━━━━━ AVAILABLE DATA ━━━━━

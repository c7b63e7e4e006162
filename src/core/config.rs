//! Validated, typed application configuration built from [`super::cli::Cli`].

use anyhow::Result;
use tracing::warn;

use super::cli::Cli;
use crate::utils::crypto;

#[derive(Debug, Clone)]
pub struct ServerConfig {
    pub host: String,
    pub port: u16,
}

#[derive(Debug, Clone)]
pub struct StreamsConfig {
    pub long_poll_timeout_ms: u64,
    pub producer_gc_interval_secs: u64,
    pub producer_max_age_secs: i64,
    pub max_retained_messages: usize,
}

#[derive(Debug, Clone)]
pub struct WebhooksConfig {
    pub signing_secret: String,
    pub callback_token_ttl_secs: u64,
    pub request_timeout_ms: u64,
    pub liveness_timeout_ms: u64,
    pub subscription_max_age_secs: i64,
}

#[derive(Debug, Clone)]
pub struct RateLimitConfig {
    pub enabled: bool,
    pub requests_per_minute: u32,
    pub bypass_header: Option<String>,
}

#[derive(Debug, Clone)]
pub struct AppConfig {
    pub debug: bool,
    pub server: ServerConfig,
    pub streams: StreamsConfig,
    pub webhooks: WebhooksConfig,
    pub rate_limit: RateLimitConfig,
}

impl AppConfig {
    pub fn load(cli: &Cli) -> Result<Self> {
        if cli.host.parse::<std::net::IpAddr>().is_err() {
            anyhow::bail!("invalid --host value: {}", cli.host);
        }

        let signing_secret = match &cli.signing_secret {
            Some(s) if !s.is_empty() => s.clone(),
            _ => {
                warn!(
                    "No signing secret configured; generating an ephemeral one. \
                     Webhook signatures and callback tokens will not survive a restart."
                );
                crypto::encode_hex(&crypto::generate_signing_key())
            }
        };

        Ok(Self {
            debug: cli.debug,
            server: ServerConfig { host: cli.host.clone(), port: cli.port },
            streams: StreamsConfig {
                long_poll_timeout_ms: cli.long_poll_timeout_ms,
                producer_gc_interval_secs: cli.producer_gc_interval_secs,
                producer_max_age_secs: cli.producer_max_age_secs,
                max_retained_messages: cli.max_retained_messages,
            },
            webhooks: WebhooksConfig {
                signing_secret,
                callback_token_ttl_secs: cli.callback_token_ttl_secs,
                request_timeout_ms: cli.webhook_request_timeout_ms,
                liveness_timeout_ms: cli.webhook_liveness_timeout_ms,
                subscription_max_age_secs: cli.subscription_max_age_secs,
            },
            rate_limit: RateLimitConfig {
                enabled: cli.rate_limit_rpm > 0,
                requests_per_minute: cli.rate_limit_rpm,
                bypass_header: cli.rate_limit_bypass_header.clone(),
            },
        })
    }
}
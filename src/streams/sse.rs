//! Server-Sent Events pump (component D, SSE half).
//!
//! Grounded on the reference `create_sse_stream` (moneymq's
//! `crates/stream/src/server.rs`): replay everything since the requested
//! offset, then tail the stream with a periodic control frame so idle
//! connections don't look dead to proxies. Extended per the non-JSON framing
//! decision in `SPEC_FULL.md` §A.1: JSON streams emit the message's literal
//! JSON text as the `data:` payload; non-JSON streams base64-encode each
//! message onto a single `data:` line.
use std::sync::Arc;
use std::time::Duration;

use async_stream::stream;
use axum::response::sse::Event;
use base64::Engine;
use base64::engine::general_purpose::STANDARD as BASE64;
use futures::Stream as FuturesStream;

use super::offset;
use super::store::StreamStore;

/// How often to emit an `event: control` keepalive frame while a connection
/// is idle (no new data arriving).
const CONTROL_INTERVAL: Duration = Duration::from_secs(15);

/// Build an infinite stream of SSE events for `path`, starting just after
/// `from_offset`. Ends (stops yielding) once the stream is deleted, closed
/// and drained, or the process is shutting down.
pub fn sse_stream(
    store: Arc<StreamStore>,
    path: String,
    from_offset: String,
) -> impl FuturesStream<Item = Result<Event, axum::Error>> {
    stream! {
        let mut cursor = from_offset;
        let is_json = store.get(&path).map(|s| s.is_json()).unwrap_or(false);

        loop {
            let wait = store
                .wait_for_messages(&path, &cursor, CONTROL_INTERVAL.as_millis() as u64)
                .await;

            let result = match wait {
                Ok(r) => r,
                Err(_) => {
                    // Stream vanished mid-poll; tell the client and stop.
                    yield Ok(Event::default().event("control").data(r#"{"status":"stream_deleted"}"#.to_string()));
                    break;
                }
            };

            for msg in &result.messages {
                let payload = if is_json {
                    String::from_utf8_lossy(&msg.data).into_owned()
                } else {
                    BASE64.encode(&msg.data)
                };
                yield Ok(Event::default().event("data").id(msg.offset.clone()).data(payload));
                cursor = msg.offset.clone();
            }

            // Interleaved after every batch, empty or not, so idle
            // connections get a keepalive and active ones get an ack point.
            yield Ok(Event::default().event("control").data(format!(r#"{{"offset":"{cursor}"}}"#)));

            if result.stream_closed && offset::compare_rendered(&cursor, &result.next_offset) != std::cmp::Ordering::Less {
                yield Ok(Event::default().event("control").data(r#"{"streamClosed":true}"#.to_string()));
                break;
            }
        }
    }
}
//! Liveness endpoint.

use axum::Json;
use axum::extract::State;
use serde::Serialize;

use crate::api::server::AppState;

#[derive(Debug, Serialize)]
pub struct HealthResponse {
    pub status: &'static str,
    pub streams: usize,
    pub subscriptions: usize,
}

pub async fn health(State(state): State<AppState>) -> Json<HealthResponse> {
    Json(HealthResponse {
        status: "ok",
        streams: state.streams.len(),
        subscriptions: state.subscriptions.len(),
    })
}
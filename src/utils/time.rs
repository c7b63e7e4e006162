//! Time utility functions

use anyhow::{Context, Result};
use chrono::{DateTime, Utc};

/// Parse an RFC 3339 timestamp, rejecting anything malformed rather than
/// silently falling back to the epoch.
pub fn parse_iso_timestamp(ts: &str) -> Result<DateTime<Utc>> {
    DateTime::parse_from_rfc3339(ts)
        .map(|dt| dt.with_timezone(&Utc))
        .with_context(|| format!("invalid RFC 3339 timestamp: {ts}"))
}

#[cfg(test)]
mod tests {
    use super::*;
    use chrono::{Datelike, Timelike};

    #[test]
    fn parses_valid_timestamp() {
        let dt = parse_iso_timestamp("2024-01-15T10:30:00Z").unwrap();
        assert_eq!(dt.year(), 2024);
        assert_eq!(dt.month(), 1);
        assert_eq!(dt.day(), 15);
        assert_eq!(dt.hour(), 10);
        assert_eq!(dt.minute(), 30);
    }

    #[test]
    fn converts_offset_to_utc() {
        let dt = parse_iso_timestamp("2024-01-15T10:30:00+05:00").unwrap();
        assert_eq!(dt.hour(), 5);
        assert_eq!(dt.minute(), 30);
    }

    #[test]
    fn rejects_malformed_timestamp() {
        assert!(parse_iso_timestamp("not-a-timestamp").is_err());
    }
}
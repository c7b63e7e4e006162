//! Stream endpoints (component F): PUT/POST/GET/HEAD/DELETE on a
//! wildcard stream path.
//!
//! Grounded on the reference HTTP surface (moneymq's
//! `crates/stream/src/server.rs`: `handle_create`/`handle_append`/
//! `handle_read`/`handle_head`/`handle_delete`), extended with producer
//! headers, `Stream-Seq`, `Stream-Closed`, and RFC 9457 error bodies.

use axum::extract::{Path, Query, State};
use axum::http::{HeaderMap, StatusCode, header};
use axum::response::sse::{Event, KeepAlive, Sse};
use axum::response::{IntoResponse, Response};
use base64::Engine;
use base64::engine::general_purpose::URL_SAFE_NO_PAD as BASE64;
use serde::Deserialize;

use super::subscriptions;
use crate::api::server::AppState;
use crate::api::types::ApiError;
use crate::streams::types::{AppendOptions, CreateOptions, ProducerHeaders};
use crate::streams::{offset, sse as sse_pump};

fn canonical_path(raw: &str) -> String {
    format!("/{}", raw.trim_start_matches('/'))
}

fn generate_etag(path: &str, offset: &str) -> String {
    format!("\"{}\"", BASE64.encode(format!("{path}:{offset}")))
}

fn unknown_protocol_header(headers: &HeaderMap) -> Option<String> {
    const KNOWN: &[&str] = &[
        "stream-ttl",
        "stream-expires-at",
        "stream-seq",
        "stream-closed",
        "producer-id",
        "producer-epoch",
        "producer-seq",
        "idempotency-key",
        "if-match",
    ];
    for name in headers.keys() {
        let lower = name.as_str().to_ascii_lowercase();
        if (lower.starts_with("stream-") || lower.starts_with("producer-")) && !KNOWN.contains(&lower.as_str()) {
            return Some(name.to_string());
        }
    }
    None
}

fn parse_ttl_and_expiry(headers: &HeaderMap) -> Result<(Option<u64>, Option<chrono::DateTime<chrono::Utc>>), ApiError> {
    let ttl = match headers.get("Stream-TTL") {
        Some(v) => Some(
            v.to_str()
                .ok()
                .and_then(|s| s.parse::<u64>().ok())
                .ok_or_else(|| ApiError::bad_request("BAD_REQUEST", "invalid Stream-TTL header"))?,
        ),
        None => None,
    };
    let expires_at = match headers.get("Stream-Expires-At") {
        Some(v) => {
            let raw = v.to_str().map_err(|_| ApiError::bad_request("BAD_REQUEST", "invalid Stream-Expires-At header"))?;
            Some(crate::utils::time::parse_iso_timestamp(raw).map_err(|_| ApiError::bad_request("BAD_REQUEST", "invalid Stream-Expires-At header"))?)
        }
        None => None,
    };
    Ok((ttl, expires_at))
}

/// Parses `Producer-*` headers, or, absent those, treats `Idempotency-Key`
/// as an alias producer identity: `Producer-Id = <key>`, `Producer-Epoch =
/// 0`, with `Producer-Seq` derived from the stream's producer ledger rather
/// than supplied by the caller.
fn parse_producer_headers(headers: &HeaderMap, state: &AppState, path: &str) -> Result<Option<ProducerHeaders>, ApiError> {
    let id = headers.get("Producer-Id").and_then(|v| v.to_str().ok());
    let epoch = headers.get("Producer-Epoch").and_then(|v| v.to_str().ok());
    let seq = headers.get("Producer-Seq").and_then(|v| v.to_str().ok());

    match (id, epoch, seq) {
        (None, None, None) => match headers.get("Idempotency-Key").and_then(|v| v.to_str().ok()) {
            Some(key) => {
                let seq = state.streams.next_producer_seq(path, key);
                Ok(Some(ProducerHeaders { producer_id: key.to_string(), epoch: 0, seq }))
            }
            None => Ok(None),
        },
        (Some(id), Some(epoch), Some(seq)) => {
            let epoch = epoch.parse::<u64>().map_err(|_| ApiError::bad_request("BAD_REQUEST", "invalid Producer-Epoch"))?;
            let seq = seq.parse::<u64>().map_err(|_| ApiError::bad_request("BAD_REQUEST", "invalid Producer-Seq"))?;
            Ok(Some(ProducerHeaders { producer_id: id.to_string(), epoch, seq }))
        }
        _ => Err(ApiError::bad_request(
            "INVALID_REQUEST",
            "Producer-Id, Producer-Epoch, and Producer-Seq must be supplied together",
        )),
    }
}

#[derive(Debug, Deserialize)]
pub struct WriteQuery {
    pub subscription: Option<String>,
}

pub async fn create_stream(
    State(state): State<AppState>,
    Path(raw_path): Path<String>,
    Query(query): Query<WriteQuery>,
    headers: HeaderMap,
    body: axum::body::Bytes,
) -> Result<Response, ApiError> {
    let path = canonical_path(&raw_path);
    if let Some(subscription_id) = query.subscription {
        return subscriptions::register(&state, &path, &subscription_id, &body).await;
    }

    if let Some(name) = unknown_protocol_header(&headers) {
        return Err(ApiError::bad_request("BAD_REQUEST", format!("unrecognized protocol header: {name}")));
    }

    let (ttl_seconds, expires_at) = parse_ttl_and_expiry(&headers)?;
    let content_type = headers.get(header::CONTENT_TYPE).and_then(|v| v.to_str().ok()).map(str::to_string);
    let closed = headers.get("Stream-Closed").and_then(|v| v.to_str().ok()) == Some("true");

    let opts = CreateOptions {
        content_type,
        ttl_seconds,
        expires_at,
        initial_data: if body.is_empty() { None } else { Some(body.to_vec()) },
        closed,
    };

    let (stream, created) = state.streams.create(&path, opts)?;
    state.webhooks.on_stream_event(&path).await;

    let status = if created { StatusCode::CREATED } else { StatusCode::OK };
    let mut response = (status, ()).into_response();
    *response.status_mut() = status;
    let h = response.headers_mut();
    h.insert(header::CONTENT_TYPE, stream.content_type.parse().unwrap());
    h.insert("Stream-Next-Offset", stream.current_offset.parse().unwrap());
    h.insert(header::ETAG, generate_etag(&path, &stream.current_offset).parse().unwrap());
    Ok(response)
}

pub async fn append_stream(
    State(state): State<AppState>,
    Path(raw_path): Path<String>,
    headers: HeaderMap,
    body: axum::body::Bytes,
) -> Result<Response, ApiError> {
    if let Some(name) = unknown_protocol_header(&headers) {
        return Err(ApiError::bad_request("BAD_REQUEST", format!("unrecognized protocol header: {name}")));
    }

    let path = canonical_path(&raw_path);
    let content_type = headers.get(header::CONTENT_TYPE).and_then(|v| v.to_str().ok()).map(str::to_string);
    let stream_seq = match headers.get("Stream-Seq") {
        Some(v) => Some(
            v.to_str()
                .ok()
                .and_then(|s| s.parse::<u64>().ok())
                .ok_or_else(|| ApiError::bad_request("BAD_REQUEST", "invalid Stream-Seq header"))?,
        ),
        None => None,
    };
    let producer = parse_producer_headers(&headers, &state, &path)?;
    let close = headers.get("Stream-Closed").and_then(|v| v.to_str().ok()) == Some("true");

    let opts = AppendOptions { content_type, stream_seq, producer, close };
    let result = state.streams.append(&path, body.to_vec(), opts)?;
    state.webhooks.on_stream_event(&path).await;

    let mut response = (StatusCode::NO_CONTENT, ()).into_response();
    let h = response.headers_mut();
    h.insert("Stream-Next-Offset", result.next_offset.parse().unwrap());
    h.insert(header::ETAG, generate_etag(&path, &result.next_offset).parse().unwrap());
    if result.idempotent_replay {
        h.insert("Idempotency-Replayed", "true".parse().unwrap());
    }
    if result.stream_closed {
        h.insert("Stream-Closed", "true".parse().unwrap());
    }
    Ok(response)
}

#[derive(Debug, Deserialize)]
pub struct ReadQuery {
    pub offset: Option<String>,
    pub live: Option<String>,
    #[allow(dead_code)] // accepted for wire compatibility; reconnection is offset-driven
    pub cursor: Option<String>,
    pub subscription: Option<String>,
    pub subscriptions: Option<String>,
}

pub async fn read_stream(
    State(state): State<AppState>,
    Path(raw_path): Path<String>,
    Query(query): Query<ReadQuery>,
) -> Result<Response, ApiError> {
    if query.subscriptions.is_some() {
        return Ok(subscriptions::list(&state));
    }
    if let Some(subscription_id) = &query.subscription {
        return subscriptions::get(&state, subscription_id);
    }

    let path = canonical_path(&raw_path);
    let requested_offset = query.offset.unwrap_or_else(|| offset::BEFORE_BEGINNING.to_string());

    match query.live.as_deref() {
        Some("sse") => {
            // Existence check up front so a bad path gets a clean 404
            // instead of an SSE stream that immediately errors.
            state.streams.get(&path).ok_or_else(|| ApiError::not_found(format!("stream not found: {path}")))?;
            let stream = sse_pump::sse_stream(state.streams.clone(), path, requested_offset);
            Ok(Sse::new(stream).keep_alive(KeepAlive::default()).into_response())
        }
        Some("long-poll") => {
            let result = state
                .streams
                .wait_for_messages(&path, &requested_offset, state.config.streams.long_poll_timeout_ms)
                .await?;
            if result.messages.is_empty() {
                let mut response = (StatusCode::NO_CONTENT, ()).into_response();
                let h = response.headers_mut();
                h.insert("Stream-Next-Offset", result.next_offset.parse().unwrap());
                if result.stream_closed {
                    h.insert("Stream-Closed", "true".parse().unwrap());
                }
                return Ok(response);
            }
            Ok(render_read_body(&state, &path, result.messages, &result.next_offset, result.stream_closed))
        }
        _ => {
            let result = state.streams.read(&path, &requested_offset)?;
            if result.messages.is_empty() {
                let mut response = (StatusCode::NO_CONTENT, ()).into_response();
                let h = response.headers_mut();
                h.insert("Stream-Next-Offset", result.next_offset.parse().unwrap());
                h.insert("Stream-Up-To-Date", "true".parse().unwrap());
                if result.stream_closed {
                    h.insert("Stream-Closed", "true".parse().unwrap());
                }
                return Ok(response);
            }
            Ok(render_read_body(&state, &path, result.messages, &result.next_offset, result.stream_closed))
        }
    }
}

fn render_read_body(
    state: &AppState,
    path: &str,
    messages: Vec<crate::streams::types::StreamMessage>,
    next_offset: &str,
    stream_closed: bool,
) -> Response {
    let content_type = state.streams.get(path).map(|s| s.content_type).unwrap_or_default();
    let body = state.streams.format_response(path, &messages);

    let mut response = (StatusCode::OK, body).into_response();
    let h = response.headers_mut();
    h.insert(header::CONTENT_TYPE, content_type.parse().unwrap());
    h.insert("Stream-Next-Offset", next_offset.parse().unwrap());
    h.insert("Stream-Up-To-Date", "true".parse().unwrap());
    if stream_closed {
        h.insert("Stream-Closed", "true".parse().unwrap());
    }
    response
}

pub async fn head_stream(State(state): State<AppState>, Path(raw_path): Path<String>) -> Result<Response, ApiError> {
    let path = canonical_path(&raw_path);
    let stream = state.streams.get(&path).ok_or_else(|| ApiError::not_found(format!("stream not found: {path}")))?;

    let mut response = (StatusCode::OK, ()).into_response();
    let h = response.headers_mut();
    h.insert(header::CONTENT_TYPE, stream.content_type.parse().unwrap());
    h.insert("Stream-Next-Offset", stream.current_offset.parse().unwrap());
    if let Some(ttl) = stream.ttl_seconds {
        h.insert("Stream-TTL", ttl.to_string().parse().unwrap());
    }
    if let Some(expires_at) = stream.expires_at {
        h.insert("Stream-Expires-At", expires_at.to_rfc3339().parse().unwrap());
    }
    h.insert(header::ETAG, generate_etag(&path, &stream.current_offset).parse().unwrap());
    Ok(response)
}

pub async fn delete_stream(State(state): State<AppState>, Path(raw_path): Path<String>, Query(query): Query<WriteQuery>) -> Response {
    if let Some(subscription_id) = query.subscription {
        return subscriptions::delete(&state, &subscription_id);
    }
    let path = canonical_path(&raw_path);
    state.streams.delete(&path);
    StatusCode::NO_CONTENT.into_response()
}

#[cfg(test)]
mod tests {
    use super::*;

    #[test]
    fn canonical_path_always_leading_slash() {
        assert_eq!(canonical_path("a/b"), "/a/b");
        assert_eq!(canonical_path("/a/b"), "/a/b");
    }

    #[test]
    fn etag_is_stable_for_same_inputs() {
        assert_eq!(generate_etag("/s", "0"), generate_etag("/s", "0"));
        assert_ne!(generate_etag("/s", "0"), generate_etag("/s", "1"));
    }

    #[test]
    fn unknown_protocol_header_is_rejected() {
        let mut headers = HeaderMap::new();
        headers.insert("Stream-Bogus", "x".parse().unwrap());
        assert!(unknown_protocol_header(&headers).is_some());
    }

    #[test]
    fn known_protocol_headers_are_accepted() {
        let mut headers = HeaderMap::new();
        headers.insert("Stream-TTL", "60".parse().unwrap());
        headers.insert("Producer-Id", "p1".parse().unwrap());
        assert!(unknown_protocol_header(&headers).is_none());
    }
}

━━━━━

• PROBLEM TO WORK ON: Report each line of the material above where the word "serde" appears.

• WORKED SOLUTION:
use serde::Serialize;
use serde::Deserialize;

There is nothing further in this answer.